DATA EXTRACTS
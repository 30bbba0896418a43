//! HTTP retry with exponential backoff for the remote inference endpoint.
//!
//! 5xx responses, 429 and network timeouts are retried. Other 4xx responses
//! are returned to the caller, since the endpoint reports request problems
//! (such as a shape mismatch) as a 400 with an `error` body.

use reqwest::{Client, RequestBuilder, Response, StatusCode};
use std::time::Duration;
use tracing::warn;

/// Retry count and backoff base
#[derive(Debug, Clone, Copy, PartialEq, Eq)]
pub struct RetryPolicy {
    pub max_retries: u32,
    /// Delay before the second attempt; doubles on each further attempt
    pub base_delay: Duration,
}

impl Default for RetryPolicy {
    fn default() -> Self {
        Self {
            max_retries: 3,
            base_delay: Duration::from_millis(250),
        }
    }
}

impl RetryPolicy {
    fn delay(&self, attempt: u32) -> Duration {
        self.base_delay.saturating_mul(2u32.saturating_pow(attempt))
    }
}

/// Send an HTTP request with retry and exponential backoff.
///
/// Returns `Ok(Response)` for a success or a non-retriable client error, and
/// `Err(Error::Remote)` once retries are exhausted or the request cannot be sent.
///
/// Retry behavior:
/// - 429 (rate limited): backoff 2x base, 4x base, ...
/// - 5xx (server error): backoff 1x base, 2x base, ...
/// - Timeout/connect error: backoff 1x base, 2x base, ...
pub async fn send_with_retry<F>(
    client: &Client,
    build_request: F,
    policy: RetryPolicy,
    context: &str,
) -> crate::Result<Response>
where
    F: Fn(&Client) -> RequestBuilder,
{
    let mut last_failure = String::from("no attempts made");
    for attempt in 0..policy.max_retries {
        match build_request(client).send().await {
            Ok(resp) => {
                let status = resp.status();
                if status.is_success() {
                    return Ok(resp);
                } else if status == StatusCode::TOO_MANY_REQUESTS {
                    let delay = policy.delay(attempt + 1);
                    warn!("{}: rate limited (429), retrying in {:?}", context, delay);
                    last_failure = format!("status {}", status);
                    tokio::time::sleep(delay).await;
                } else if status.is_server_error() {
                    let delay = policy.delay(attempt);
                    warn!("{}: server error ({}), retrying in {:?}", context, status, delay);
                    last_failure = format!("status {}", status);
                    tokio::time::sleep(delay).await;
                } else {
                    warn!("{}: non-retriable response ({})", context, status);
                    return Ok(resp);
                }
            }
            Err(e) if e.is_timeout() || e.is_connect() => {
                let delay = policy.delay(attempt);
                warn!("{}: network error ({}), retrying in {:?}", context, e, delay);
                last_failure = e.to_string();
                tokio::time::sleep(delay).await;
            }
            Err(e) => {
                warn!("{}: request failed: {}", context, e);
                return Err(crate::Error::Remote(format!("{}: {}", context, e)));
            }
        }
    }

    warn!("{}: failed after {} retries", context, policy.max_retries);
    Err(crate::Error::Remote(format!(
        "{}: failed after {} retries ({})",
        context, policy.max_retries, last_failure
    )))
}
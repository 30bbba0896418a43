//! Feature extraction
//!
//! Converts one frame's hand detections into a fixed-size vector:
//! hands sorted left-to-right by wrist x, each hand's landmarks appended as
//! `x, y, z` in landmark-index order, missing hands zero-filled.
//!
//! Known limitation: when two hands cross horizontally mid-sequence their slots
//! swap. The ascending-wrist-x order is kept for compatibility with recorded corpora.

use super::types::{FeatureLayout, FrameFeatures, HandDetection};

/// Stateless per-frame feature extractor
#[derive(Debug, Clone, Copy, Default, PartialEq, Eq)]
pub struct FeatureExtractor {
    layout: FeatureLayout,
}

impl FeatureExtractor {
    pub fn new(layout: FeatureLayout) -> Self {
        Self { layout }
    }

    pub fn layout(&self) -> FeatureLayout {
        self.layout
    }

    /// Extract the feature vector for one frame.
    ///
    /// Output length is always `layout.feature_size()`, for any number of
    /// detections. Each taken hand fills exactly one block: extra landmarks are
    /// dropped and missing ones are zero-filled, so a malformed detection never
    /// shifts the next hand's slot.
    pub fn extract(&self, detections: &[HandDetection]) -> FrameFeatures {
        let size = self.layout.feature_size();
        let mut ordered: Vec<&HandDetection> = detections.iter().collect();
        // Stable sort: ties keep detector order
        ordered.sort_by(|a, b| a.wrist_x().total_cmp(&b.wrist_x()));

        let mut values = Vec::with_capacity(size);
        for hand in ordered.into_iter().take(self.layout.max_hands) {
            let block_end = values.len() + self.layout.hand_block();
            for lm in hand.landmarks().iter().take(self.layout.landmarks_per_hand) {
                values.extend_from_slice(&[lm.x, lm.y, lm.z]);
            }
            values.resize(block_end, 0.0);
        }
        values.resize(size, 0.0);
        values.truncate(size);

        FrameFeatures::from_exact(values)
    }
}

/// Extract with an explicit layout
pub fn extract(detections: &[HandDetection], max_hands: usize, landmarks_per_hand: usize) -> FrameFeatures {
    FeatureExtractor::new(FeatureLayout::new(max_hands, landmarks_per_hand)).extract(detections)
}

#[cfg(test)]
mod tests {
    use super::*;
    use crate::capture::types::{Landmark, LANDMARKS_PER_HAND};

    fn hand_at(wrist_x: f32, marker: f32) -> HandDetection {
        let mut points = vec![Landmark::new(marker, marker, marker); LANDMARKS_PER_HAND];
        points[0] = Landmark::new(wrist_x, 0.5, 0.0);
        HandDetection::new(points)
    }

    #[test]
    fn test_length_is_fixed_for_any_hand_count() {
        let extractor = FeatureExtractor::default();
        for count in 0..5 {
            let hands: Vec<_> = (0..count).map(|i| hand_at(i as f32 * 0.1, 0.2)).collect();
            assert_eq!(extractor.extract(&hands).len(), 126, "hands = {}", count);
        }
    }

    #[test]
    fn test_no_hands_is_all_zero() {
        let features = FeatureExtractor::default().extract(&[]);
        assert!(features.as_slice().iter().all(|v| *v == 0.0));
    }

    #[test]
    fn test_single_hand_pads_second_block() {
        let features = FeatureExtractor::default().extract(&[hand_at(0.4, 0.7)]);
        let values = features.as_slice();
        assert_eq!(values[0], 0.4);
        assert_eq!(values[3], 0.7);
        assert!(values[63..].iter().all(|v| *v == 0.0));
    }

    #[test]
    fn test_hands_sorted_by_wrist_x() {
        let left = hand_at(0.2, 0.11);
        let right = hand_at(0.8, 0.99);
        let extractor = FeatureExtractor::default();

        let a = extractor.extract(&[right.clone(), left.clone()]);
        let b = extractor.extract(&[left, right]);
        assert_eq!(a, b);
        assert_eq!(a.as_slice()[0], 0.2);
        assert_eq!(a.as_slice()[63], 0.8);
    }

    #[test]
    fn test_extra_hands_discarded_after_sorting() {
        let hands = vec![hand_at(0.9, 0.3), hand_at(0.1, 0.1), hand_at(0.5, 0.2)];
        let features = FeatureExtractor::default().extract(&hands);
        assert_eq!(features.as_slice()[0], 0.1);
        assert_eq!(features.as_slice()[63], 0.5);
    }

    #[test]
    fn test_short_detection_keeps_block_alignment() {
        let short = HandDetection::from_points(&[[0.1, 0.1, 0.1], [0.2, 0.2, 0.2]]);
        let full = hand_at(0.6, 0.4);
        let features = FeatureExtractor::default().extract(&[short, full]);
        assert_eq!(features.as_slice()[3], 0.2);
        assert_eq!(features.as_slice()[6], 0.0);
        assert_eq!(features.as_slice()[63], 0.6);
    }

    #[test]
    fn test_custom_layout() {
        let features = extract(&[hand_at(0.3, 0.3)], 1, 21);
        assert_eq!(features.len(), 63);
        let tiny = extract(&[hand_at(0.3, 0.3)], 3, 2);
        assert_eq!(tiny.len(), 18);
    }
}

WORK TASK
Check every line in the material above for the string "failed", then give only the number of lines that have it.

OUTPUT OF THE EXERCISE
3